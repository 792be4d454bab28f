//! Activity stream generation.
//!
//! Walks an athlete along procedurally generated terrain and records
//! time, distance, altitude, position and heart rate the way a watch would.

use std::fs;
use std::path::{Path, PathBuf};

use rand::Rng;
use rand_distr::{Distribution, Normal};
use serde_json::{Value, json};
use uuid::Uuid;

use crate::config::StreamConfig;
use crate::profiles::{
    AthleteProfile, RunnerProfile, sample_variance, speed_at_grade, target_heartrate,
};
use crate::terrain::{ElevationGenerator, add_elevation_jitter};

/// Heart rate response time constant in seconds.
const HEARTRATE_LAG_SECS: f64 = 30.0;
/// Distance ahead used to estimate the current grade.
const GRADE_LOOKAHEAD_M: f64 = 10.0;
const METERS_PER_DEGREE_LAT: f64 = 111_320.0;

#[derive(Debug, thiserror::Error)]
pub enum GenerateError {
    #[error("io error: {0}")]
    Io(#[from] std::io::Error),
    #[error("json error: {0}")]
    Json(#[from] serde_json::Error),
}

/// One recorded activity. Columns are parallel and share `time`'s length.
#[derive(Debug, Clone)]
pub struct GeneratedStream {
    /// Seconds since the start of the recording.
    pub time: Vec<f64>,
    /// Cumulative distance in meters.
    pub distance: Vec<f64>,
    pub altitude: Option<Vec<f64>>,
    /// Heart rate in bpm; `None` where the strap dropped out.
    pub heartrate: Option<Vec<Option<f64>>>,
    pub latlng: Option<Vec<(f64, f64)>>,
}

impl GeneratedStream {
    pub fn len(&self) -> usize {
        self.time.len()
    }

    pub fn is_empty(&self) -> bool {
        self.time.is_empty()
    }

    pub fn total_distance(&self) -> f64 {
        self.distance.last().copied().unwrap_or(0.0)
    }

    /// Serializes to the keyed stream layout (`{"time": {"data": [...]}, ...}`).
    pub fn to_json(&self) -> Value {
        let mut streams = serde_json::Map::new();
        streams.insert("time".into(), json!({ "data": self.time }));
        streams.insert("distance".into(), json!({ "data": self.distance }));
        if let Some(altitude) = &self.altitude {
            streams.insert("altitude".into(), json!({ "data": altitude }));
        }
        if let Some(heartrate) = &self.heartrate {
            streams.insert("heartrate".into(), json!({ "data": heartrate }));
        }
        if let Some(latlng) = &self.latlng {
            let pairs: Vec<[f64; 2]> = latlng.iter().map(|&(lat, lon)| [lat, lon]).collect();
            streams.insert("latlng".into(), json!({ "data": pairs }));
        }
        Value::Object(streams)
    }

    /// Writes the stream to `<data_dir>/streams/<user_id>/<activity_id>.json`.
    pub fn write_to(
        &self,
        data_dir: &Path,
        user_id: Uuid,
        activity_id: i64,
    ) -> Result<PathBuf, GenerateError> {
        let dir = data_dir.join("streams").join(user_id.to_string());
        fs::create_dir_all(&dir)?;
        let path = dir.join(format!("{activity_id}.json"));
        fs::write(&path, serde_json::to_vec(&self.to_json())?)?;
        Ok(path)
    }
}

/// Generates activity streams for one athlete over one piece of terrain.
pub struct StreamGenerator {
    config: StreamConfig,
    terrain: ElevationGenerator,
    profile: Box<dyn AthleteProfile>,
}

impl StreamGenerator {
    /// A runner on rolling terrain.
    pub fn new(terrain_seed: u32) -> Self {
        Self {
            config: StreamConfig::default(),
            terrain: ElevationGenerator::rolling(terrain_seed),
            profile: Box::new(RunnerProfile::default()),
        }
    }

    pub fn with_config(mut self, config: StreamConfig) -> Self {
        self.config = config;
        self
    }

    pub fn with_terrain(mut self, terrain: ElevationGenerator) -> Self {
        self.terrain = terrain;
        self
    }

    pub fn with_profile(mut self, profile: impl AthleteProfile + 'static) -> Self {
        self.profile = Box::new(profile);
        self
    }

    pub fn profile(&self) -> &dyn AthleteProfile {
        self.profile.as_ref()
    }

    pub fn generate(&self, rng: &mut impl Rng) -> GeneratedStream {
        let config = &self.config;
        let profile = self.profile.as_ref();
        let interval = config.sample_interval_secs.max(0.1);
        let pause_probability = config.pause_probability.clamp(0.0, 1.0);
        let dropout = config.heartrate_dropout.clamp(0.0, 1.0);
        let (pause_min, pause_max) = config.pause_duration_range;
        let hr_noise = Normal::new(0.0, 1.5).ok();
        let variance = sample_variance(profile, rng);

        let mut time = Vec::new();
        let mut distance = Vec::new();
        let mut altitude = Vec::new();
        let mut heartrate = Vec::new();
        let mut latlng = Vec::new();

        let (start_lat, start_lon) = config.start_point;
        let meters_per_degree_lon = METERS_PER_DEGREE_LAT * start_lat.to_radians().cos().max(0.01);

        let mut t = 0.0;
        let mut d = 0.0;
        let mut hr = target_heartrate(profile, 0.0, variance) * 0.85;

        while t <= config.duration_secs {
            time.push(t);
            distance.push(d);
            altitude.push(add_elevation_jitter(
                self.terrain.elevation_at(d),
                rng,
                config.elevation_jitter_m,
            ));
            // Route heads due east from the start point.
            latlng.push((start_lat, start_lon + d / meters_per_degree_lon));

            let reading = match &hr_noise {
                Some(noise) => hr + noise.sample(rng),
                None => hr,
            };
            heartrate.push((!rng.gen_bool(dropout)).then_some(reading.round()));

            let grade = self.terrain.grade_between(d, d + GRADE_LOOKAHEAD_M);
            let mut step = interval;
            let mut target = target_heartrate(profile, grade, variance);

            if rng.gen_bool(pause_probability) && pause_max >= pause_min {
                step += rng.gen_range(pause_min..=pause_max);
                target = profile.resting_heartrate();
            } else {
                d += speed_at_grade(profile, grade, variance) * interval;
            }

            hr += (target - hr) * (1.0 - (-step / HEARTRATE_LAG_SECS).exp());
            t += step;
        }

        GeneratedStream {
            time,
            distance,
            altitude: config.include_altitude.then_some(altitude),
            heartrate: config.include_heartrate.then_some(heartrate),
            latlng: config.include_latlng.then_some(latlng),
        }
    }
}
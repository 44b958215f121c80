//! # threemf_x3d
//!
//! Convert parsed 3MF (3D Manufacturing Format) models into X3D scene graphs.
//!
//! A 3MF build places mesh objects with 4x3 affine matrices. X3D can only
//! express a translation, one axis-angle rotation and a scale per Transform
//! node, so each matrix is decomposed (polar decomposition via SVD) and
//! rejected if it cannot be represented. Objects placed more than once are
//! defined once and reused, and the bounds of all placed geometry give an
//! overhead camera.
//!
//! ## Features
//!
//! - Pure Rust implementation with no unsafe code
//! - Exact 3MF transform attribute parsing (12 values, no truncation or padding)
//! - Translation/rotation/scale decomposition with tolerance-based field omission
//! - `DEF`/`USE` style shape deduplication keyed by object id
//! - Global bounds and viewpoint derivation
//! - Unit and metadata mapping for the X3D header
//!
//! Reading the 3MF package and writing X3D XML are left to the caller: the
//! input is a [`Model`], the output a [`Scene`].
//!
//! ## Example
//!
//! ```
//! use threemf_x3d::{BuildItem, Mesh, Model, Object, Triangle, Vertex};
//!
//! # fn main() -> Result<(), Box<dyn std::error::Error>> {
//! let mut mesh = Mesh::new();
//! mesh.vertices.push(Vertex::new(0.0, 0.0, 0.0));
//! mesh.vertices.push(Vertex::new(10.0, 0.0, 0.0));
//! mesh.vertices.push(Vertex::new(0.0, 10.0, 0.0));
//! mesh.triangles.push(Triangle::new(0, 1, 2));
//!
//! let mut model = Model::new();
//! model.resources.objects.push(Object::with_mesh("1", mesh));
//! model.build.items.push(BuildItem::new("1"));
//! model
//!     .build
//!     .items
//!     .push(BuildItem::with_transform("1", "1 0 0 0 1 0 0 0 1 20 0 0"));
//!
//! let scene = model.to_scene()?;
//! assert_eq!(scene.graph.nodes.len(), 2);
//! assert_eq!(scene.graph.shapes.len(), 1);
//! # Ok(())
//! # }
//! ```

#![forbid(unsafe_code)]
#![warn(missing_docs)]

pub mod config;
pub mod error;
pub mod mesh;
pub mod metadata;
pub mod model;
pub mod resolver;
pub mod scene;
pub mod transform;
pub mod units;

pub use config::ConversionConfig;
pub use error::{Error, Result};
pub use mesh::MeshModel;
pub use metadata::MetaTag;
pub use model::{Build, BuildItem, Mesh, MetadataEntry, Model, Object, Resources, Triangle, Vertex};
pub use resolver::{MeshResolver, ResourceResolver};
pub use scene::{
    Appearance, GlobalBounds, Scene, SceneAssembler, SceneGraph, ShapeDefinition, ShapeHandle,
    ShapeUse, TransformNode, Viewpoint,
};
pub use transform::{AffineMatrix, AxisAngle, TransformAttributes};
pub use units::{UnitInfo, UnitTable};

use tracing::info;

impl Model {
    /// Convert this model into an X3D scene with the default configuration
    ///
    /// Accepts `millimeter` and `meter` models and gives every shape a light
    /// grey material.
    pub fn to_scene(&self) -> Result<Scene> {
        self.to_scene_with_config(&ConversionConfig::default())
    }

    /// Convert this model into an X3D scene
    ///
    /// The conversion either succeeds completely or returns the first error;
    /// no partial scene is produced.
    ///
    /// # Example
    ///
    /// ```no_run
    /// use threemf_x3d::{ConversionConfig, Model};
    ///
    /// # fn main() -> Result<(), Box<dyn std::error::Error>> {
    /// # let model = Model::new();
    /// let config = ConversionConfig::new().with_unit("inch", 0.0254);
    /// let scene = model.to_scene_with_config(&config)?;
    /// println!("camera at {}", scene.graph.viewpoint.position);
    /// # Ok(())
    /// # }
    /// ```
    pub fn to_scene_with_config(&self, config: &ConversionConfig) -> Result<Scene> {
        config.validate()?;

        let unit = config.units().lookup(&self.unit)?.clone();
        info!(unit = %unit.name, factor = unit.conversion_factor, "Unit identified");

        let metadata = metadata::map_metadata(&self.metadata);

        let mut resolver = ResourceResolver::new(&self.resources);
        let graph = SceneAssembler::new().assemble(&self.build.items, &mut resolver)?;
        info!(
            nodes = graph.nodes.len(),
            shapes = graph.shapes.len(),
            "Scene assembled"
        );

        Ok(Scene {
            unit,
            metadata,
            appearance: Appearance::with_color(config.color()),
            graph,
        })
    }
}

/// Convert a model with the default configuration
///
/// Shorthand for [`Model::to_scene`].
pub fn convert(model: &Model) -> Result<Scene> {
    model.to_scene()
}
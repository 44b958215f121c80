//! Data structures representing parsed 3MF models
//!
//! These are the values a 3MF reader hands over for conversion. Only the
//! parts of the 3MF Core specification that reach the X3D scene are
//! represented: units, metadata, mesh objects and build items.

mod core;

pub use core::{Build, BuildItem, Mesh, MetadataEntry, Model, Object, Resources, Triangle, Vertex};
//! Applying 3MF matrices to points

use nalgebra::{Point3, RowVector4};

use super::AffineMatrix;

/// Map one point through a 3MF matrix
///
/// The point is extended to the homogeneous row `[x y z 1]`, multiplied by
/// [`AffineMatrix::to_homogeneous`], and the fourth coordinate dropped.
pub fn transform_point(matrix: &AffineMatrix, point: &Point3<f64>) -> Point3<f64> {
    apply(&matrix.to_homogeneous(), point)
}

/// Map a batch of points through a 3MF matrix, preserving order
///
/// Equivalent to calling [`transform_point`] on each point.
pub fn transform_points(matrix: &AffineMatrix, points: &[Point3<f64>]) -> Vec<Point3<f64>> {
    let h = matrix.to_homogeneous();
    points.iter().map(|p| apply(&h, p)).collect()
}

#[inline]
fn apply(h: &nalgebra::Matrix4<f64>, p: &Point3<f64>) -> Point3<f64> {
    let row = RowVector4::new(p.x, p.y, p.z, 1.0) * h;
    Point3::new(row[0], row[1], row[2])
}
//! Core 3MF types and structures

use nalgebra::Point3;

/// A 3D vertex with x, y, z coordinates
#[derive(Debug, Clone, PartialEq)]
pub struct Vertex {
    /// X coordinate
    pub x: f64,
    /// Y coordinate
    pub y: f64,
    /// Z coordinate
    pub z: f64,
}

impl Vertex {
    /// Create a new vertex
    pub fn new(x: f64, y: f64, z: f64) -> Self {
        Self { x, y, z }
    }
}

impl From<&Vertex> for Point3<f64> {
    fn from(v: &Vertex) -> Self {
        Point3::new(v.x, v.y, v.z)
    }
}

/// A triangle defined by three vertex indices
#[derive(Debug, Clone, Copy, PartialEq, Eq)]
pub struct Triangle {
    /// Index of first vertex
    pub v1: usize,
    /// Index of second vertex
    pub v2: usize,
    /// Index of third vertex
    pub v3: usize,
}

impl Triangle {
    /// Create a new triangle
    pub fn new(v1: usize, v2: usize, v3: usize) -> Self {
        Self { v1, v2, v3 }
    }
}

/// A 3D mesh containing vertices and triangles
///
/// An empty `vertices` or `triangles` list stands for a `<mesh>` whose
/// `<vertices>` or `<triangles>` element carried no data.
#[derive(Debug, Clone, Default)]
pub struct Mesh {
    /// List of vertices
    pub vertices: Vec<Vertex>,
    /// List of triangles
    pub triangles: Vec<Triangle>,
}

impl Mesh {
    /// Create a new empty mesh
    pub fn new() -> Self {
        Self::default()
    }

    /// Create a new mesh with pre-allocated capacity
    pub fn with_capacity(vertices: usize, triangles: usize) -> Self {
        Self {
            vertices: Vec::with_capacity(vertices),
            triangles: Vec::with_capacity(triangles),
        }
    }
}

/// A resource object
#[derive(Debug, Clone)]
pub struct Object {
    /// Object ID, as written in the `id` attribute
    pub id: String,
    /// Mesh data; `None` for objects built from components only
    pub mesh: Option<Mesh>,
}

impl Object {
    /// Create a new object without geometry
    pub fn new(id: impl Into<String>) -> Self {
        Self {
            id: id.into(),
            mesh: None,
        }
    }

    /// Create a new object with a mesh
    pub fn with_mesh(id: impl Into<String>, mesh: Mesh) -> Self {
        Self {
            mesh: Some(mesh),
            ..Self::new(id)
        }
    }
}

/// Resources section containing objects
#[derive(Debug, Clone, Default)]
pub struct Resources {
    /// List of objects, in document order
    pub objects: Vec<Object>,
}

impl Resources {
    /// Create a new empty resources section
    pub fn new() -> Self {
        Self::default()
    }

    /// First object whose id matches
    pub fn find_object(&self, id: &str) -> Option<&Object> {
        self.objects.iter().find(|obj| obj.id == id)
    }
}

/// An item to be built, referencing an object
#[derive(Debug, Clone)]
pub struct BuildItem {
    /// Reference to object ID
    pub objectid: String,
    /// Raw `transform` attribute: 12 values forming a 4x3 matrix in row-major order
    pub transform: Option<String>,
    /// Part number (optional)
    pub partnumber: Option<String>,
}

impl BuildItem {
    /// Create a new build item
    pub fn new(objectid: impl Into<String>) -> Self {
        Self {
            objectid: objectid.into(),
            transform: None,
            partnumber: None,
        }
    }

    /// Create a new build item with a transform attribute
    pub fn with_transform(objectid: impl Into<String>, transform: impl Into<String>) -> Self {
        Self {
            transform: Some(transform.into()),
            ..Self::new(objectid)
        }
    }
}

/// Build section specifying which objects to manufacture
#[derive(Debug, Clone, Default)]
pub struct Build {
    /// List of items to build
    pub items: Vec<BuildItem>,
}

impl Build {
    /// Create a new empty build section
    pub fn new() -> Self {
        Self::default()
    }
}

/// Metadata entry for 3MF package
///
/// According to the 3MF Core Specification, metadata elements contain a
/// required `name` attribute and text content value.
#[derive(Debug, Clone, PartialEq, Eq)]
pub struct MetadataEntry {
    /// Name of the metadata entry
    pub name: String,
    /// Value of the metadata entry
    pub value: String,
}

impl MetadataEntry {
    /// Create a new metadata entry
    pub fn new(name: impl Into<String>, value: impl Into<String>) -> Self {
        Self {
            name: name.into(),
            value: value.into(),
        }
    }
}

/// Complete 3MF model
#[derive(Debug, Clone)]
pub struct Model {
    /// Unit of measurement (e.g., "millimeter", "meter")
    pub unit: String,
    /// Metadata entries, in document order
    pub metadata: Vec<MetadataEntry>,
    /// Resources (objects)
    pub resources: Resources,
    /// Build specification
    pub build: Build,
}

impl Model {
    /// Create a new empty model
    pub fn new() -> Self {
        Self {
            unit: "millimeter".to_string(),
            metadata: Vec::new(),
            resources: Resources::new(),
            build: Build::new(),
        }
    }
}

impl Default for Model {
    fn default() -> Self {
        Self::new()
    }
}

┄┄┄┄┄┄┄┄┄┄

● **TASK REQUIREMENTS**
In the listing above, start at the line with "let (start_lat, start_lon)", go on through the line with "let mut step = interval;", and copy each of those lines exactly; leave out all the rest.

● **EXERCISE ANSWER**
        let (start_lat, start_lon) = config.start_point;
        let meters_per_degree_lon = METERS_PER_DEGREE_LAT * start_lat.to_radians().cos().max(0.01);

        let mut t = 0.0;
        let mut d = 0.0;
        let mut hr = target_heartrate(profile, 0.0, variance) * 0.85;

        while t <= config.duration_secs {
            time.push(t);
            distance.push(d);
            altitude.push(add_elevation_jitter(
                self.terrain.elevation_at(d),
                rng,
                config.elevation_jitter_m,
            ));
            // Route heads due east from the start point.
            latlng.push((start_lat, start_lon + d / meters_per_degree_lon));

            let reading = match &hr_noise {
                Some(noise) => hr + noise.sample(rng),
                None => hr,
            };
            heartrate.push((!rng.gen_bool(dropout)).then_some(reading.round()));

            let grade = self.terrain.grade_between(d, d + GRADE_LOOKAHEAD_M);
            let mut step = interval;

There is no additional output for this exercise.